Maintaining a sterile environment in the realm of healthcare is paramount. However, biofilms pose a significant challenge to this goal. A peer-reviewed article, “How biofilm changes our understanding of cleaning and disinfection”, discusses biofilm in healthcare settings
These complex microbial communities, classified as wet (hydrated) or dry surface biofilms (DSB), are common in healthcare settings and act as reservoirs for dangerous pathogens, including multi-drug resistant organisms. Understanding and controlling biofilms is crucial to reducing the risk of hospital-acquired infections.
What Are Biofilms?
Biofilms are collections of microorganisms surrounded by an extracellular polymeric matrix composed of proteins, lipids, enzymes, and DNA. This matrix protects the microbes within the biofilm, making them highly resistant to antimicrobials and disinfectants. Biofilms are found on various surfaces within healthcare facilities, such as medical devices, sinks, taps, and even dry surfaces like counters and equipment.

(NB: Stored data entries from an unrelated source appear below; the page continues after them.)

// SPDX-License-Identifier: Apache-2.0
// Copyright Open Network Fabric Authors

//! BGP instances: the default instance peering over the underlay, and one instance per VRF.

use crate::frr::renderer::builder::{ConfigBuilder, MARKER, Render};
use config::internal::{IpFamily, NeighborConfig, UnderlayConfig, VniConfig};
use ipnet::IpNet;

/* utils to render BGP neighbor configs */
impl Render for NeighborConfig {
    type Context = u32; /* ASN of the local instance */
    type Output = ConfigBuilder;
    fn render(&self, local_asn: &Self::Context) -> Self::Output {
        let mut cfg = ConfigBuilder::new();
        let prefix = format!(" neighbor {}", self.addr);

        cfg += format!("{prefix} remote-as {}", self.remote_as);
        if let Some(port) = self.port {
            cfg += format!("{prefix} port {port}");
        }
        if let Some(password) = &self.password {
            cfg += format!("{prefix} password {password}");
        }
        if self.ebgp_multihop {
            cfg += format!("{prefix} ebgp-multihop");
        }
        if let (Some(keepalive), Some(hold)) = (self.keepalive_time, self.hold_time) {
            cfg += format!("{prefix} timers {keepalive} {hold}");
        }
        if let Some(connect) = self.connect_time {
            cfg += format!("{prefix} timers connect {connect}");
        }
        if let Some(profile) = &self.bfd_profile {
            cfg += format!("{prefix} bfd");
            cfg += format!("{prefix} bfd profile {profile}");
        }
        if self.must_disable_connected_check(*local_asn) {
            cfg += format!("{prefix} disable-connected-check");
        }
        cfg
    }
}

/// Lines common to every instance.
fn bgp_instance_defaults() -> ConfigBuilder {
    let mut cfg = ConfigBuilder::new();
    cfg += " no bgp ebgp-requires-policy";
    cfg += " no bgp network import-check";
    cfg += " no bgp default ipv4-unicast";
    cfg
}

fn family_of(prefix: &IpNet) -> IpFamily {
    match prefix {
        IpNet::V4(_) => IpFamily::Ipv4,
        IpNet::V6(_) => IpFamily::Ipv6,
    }
}

/// An unicast address family stanza, unless there is nothing to put in it.
fn af_unicast(
    family: IpFamily,
    neighbors: &[NeighborConfig],
    networks: &[IpNet],
) -> ConfigBuilder {
    let mut cfg = ConfigBuilder::new();
    let neighbors: Vec<_> = neighbors
        .iter()
        .filter(|n| n.ip_family == family)
        .collect();
    let networks: Vec<_> = networks.iter().filter(|p| family_of(p) == family).collect();
    if neighbors.is_empty() && networks.is_empty() {
        return cfg;
    }
    cfg += MARKER;
    cfg += format!(" address-family {family} unicast");
    for neighbor in neighbors {
        cfg += format!("  neighbor {} activate", neighbor.addr);
    }
    for network in networks {
        cfg += format!("  network {network}");
    }
    cfg += " exit-address-family";
    cfg
}

impl Render for UnderlayConfig {
    type Context = ();
    type Output = ConfigBuilder;
    fn render(&self, _: &Self::Context) -> Self::Output {
        let mut cfg = ConfigBuilder::new();
        cfg += format!("router bgp {}", self.asn);
        cfg += bgp_instance_defaults();
        if let IpNet::V4(vtep) = self.vtep {
            cfg += format!(" bgp router-id {}", vtep.addr());
        }
        for neighbor in &self.neighbors {
            cfg += neighbor.render(&self.asn);
        }

        /* the vtep must be reachable from remote nodes */
        let vtep = [self.vtep];
        cfg += af_unicast(IpFamily::Ipv4, &self.neighbors, &vtep);
        cfg += af_unicast(IpFamily::Ipv6, &self.neighbors, &vtep);

        cfg += MARKER;
        cfg += " address-family l2vpn evpn";
        for neighbor in &self.neighbors {
            cfg += format!("  neighbor {} activate", neighbor.addr);
        }
        cfg += "  advertise-all-vni";
        cfg += " exit-address-family";
        cfg += "exit";
        cfg += MARKER;
        cfg
    }
}

/// The BGP instance of the VRF of a VNI, peering with the host over the veth.
pub(crate) fn render_vrf_bgp(vni: &VniConfig) -> ConfigBuilder {
    let mut cfg = ConfigBuilder::new();
    let neighbors = std::slice::from_ref(&vni.local_neighbor);
    cfg += format!("router bgp {} vrf {}", vni.asn, vni.vrf);
    cfg += bgp_instance_defaults();
    cfg += vni.local_neighbor.render(&vni.asn);
    cfg += af_unicast(IpFamily::Ipv4, neighbors, &vni.to_advertise);
    cfg += af_unicast(IpFamily::Ipv6, neighbors, &vni.to_advertise);
    cfg += MARKER;
    cfg += " address-family l2vpn evpn";
    cfg += "  advertise ipv4 unicast";
    cfg += " exit-address-family";
    cfg += "exit";
    cfg += MARKER;
    cfg
}

#[cfg(test)]
mod tests {
    use super::*;
    use config::internal::RemoteAs;
    use pretty_assertions::assert_eq;

    #[test]
    fn test_neighbor_options() {
        let mut neigh = NeighborConfig::plain(65001, "fd00::2".parse().unwrap());
        neigh.port = Some(1790);
        neigh.hold_time = Some(9);
        neigh.keepalive_time = Some(3);
        neigh.connect_time = Some(5);
        neigh.bfd_profile = Some("fast".to_string());
        neigh.password = Some("secret".to_string());
        let rendered = neigh.render(&65000).to_string();
        assert_eq!(
            rendered,
            " neighbor fd00::2 remote-as 65001
 neighbor fd00::2 port 1790
 neighbor fd00::2 password secret
 neighbor fd00::2 timers 3 9
 neighbor fd00::2 timers connect 5
 neighbor fd00::2 bfd
 neighbor fd00::2 bfd profile fast
 neighbor fd00::2 disable-connected-check
"
        );
    }

    #[test]
    fn test_dynamic_remote_as() {
        let mut neigh = NeighborConfig::plain(0, "10.0.0.1".parse().unwrap());
        neigh.remote_as = RemoteAs::Internal;
        assert_eq!(
            neigh.render(&65000).to_string(),
            " neighbor 10.0.0.1 remote-as internal\n"
        );
    }

    #[test]
    fn test_unicast_stanza_skipped_when_empty() {
        let v4 = [NeighborConfig::plain(65001, "10.0.0.1".parse().unwrap())];
        assert!(af_unicast(IpFamily::Ipv6, &v4, &[]).is_empty());
        let lines = af_unicast(IpFamily::Ipv4, &v4, &[]);
        assert_eq!(
            lines.lines(),
            [
                "!",
                " address-family ipv4 unicast",
                "  neighbor 10.0.0.1 activate",
                " exit-address-family"
            ]
        );
    }
}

The Challenge of Biofilms in Healthcare
Biofilms present a formidable challenge in healthcare due to their resilience. Literature indicates that biofilms are significantly less susceptible to disinfection efforts. This resistance is due to several factors:
- Persister Cells: These cells allow biofilms to survive external threats and treatments.
- Quorum Sensing: A type of microbial communication that enables bacteria within the biofilm to collectively respond to environmental stresses.
- Multispecies Composition: Biofilms often contain a variety of pathogens, some of which may be highly resistant to disinfectants.
- Expression of Resistance Genes: Biofilms can activate genes that enhance their resistance to cleaning agents.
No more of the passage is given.